• Your assignment: Please copy out the entries until you have copied the line that contains "back to its", beginning with the first line.
──────── Supplied information
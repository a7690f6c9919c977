//! Service lifetimes and scope build phases.

use std::fmt;

/// Service lifetimes controlling instance caching behavior.
///
/// Containers form a hierarchy: a child scope's container falls back to its
/// parent for registrations it does not own. The lifetime decides *where* an
/// instance is cached once a registration is found.
///
/// # Examples
///
/// ```rust
/// use ferrous_prefab::{ContainerBuilder, Lifetime, Resolver};
/// use std::sync::Arc;
///
/// struct Counter(u32);
///
/// let mut root = ContainerBuilder::new();
/// root.register::<Counter, _>(Lifetime::Scoped, |_| Ok(Counter(0)));
/// let root = root.build().unwrap();
///
/// let child = ContainerBuilder::new().build_with_parent(Some(&root)).unwrap();
///
/// // Scoped: one instance per resolving container
/// let a = root.get_required::<Counter>();
/// let b = child.get_required::<Counter>();
/// assert!(!Arc::ptr_eq(&a, &b));
/// assert!(Arc::ptr_eq(&b, &child.get_required::<Counter>()));
/// ```
#[derive(Debug, Clone, Copy, PartialEq, Eq)]
pub enum Lifetime {
    /// Single instance cached in the container that owns the registration,
    /// shared with every descendant container.
    Singleton,
    /// Single instance per resolving container. A child resolving a parent's
    /// scoped registration gets its own instance.
    Scoped,
    /// New instance per resolution, never cached.
    Transient,
}

/// Build phase of a [`LifetimeScope`](crate::LifetimeScope).
///
/// `Unbuilt → Building → Built → Disposed`. A scope transitions to `Built`
/// exactly once; a failed build goes straight to `Disposed`.
#[derive(Debug, Clone, Copy, PartialEq, Eq)]
pub enum ScopePhase {
    /// Created, registrations not run yet
    Unbuilt,
    /// Installers are running
    Building,
    /// Container available
    Built,
    /// Torn down
    Disposed,
}

impl fmt::Display for ScopePhase {
    fn fmt(&self, f: &mut fmt::Formatter<'_>) -> fmt::Result {
        let text = match self {
            ScopePhase::Unbuilt => "unbuilt",
            ScopePhase::Building => "building",
            ScopePhase::Built => "built",
            ScopePhase::Disposed => "disposed",
        };
        f.write_str(text)
    }
}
────────────────
• Answer section:
repository a7690f6c9919c977
//! Service lifetimes and scope build phases.

use std::fmt;

/// Service lifetimes controlling instance caching behavior.
///
/// Containers form a hierarchy: a child scope's container falls back to its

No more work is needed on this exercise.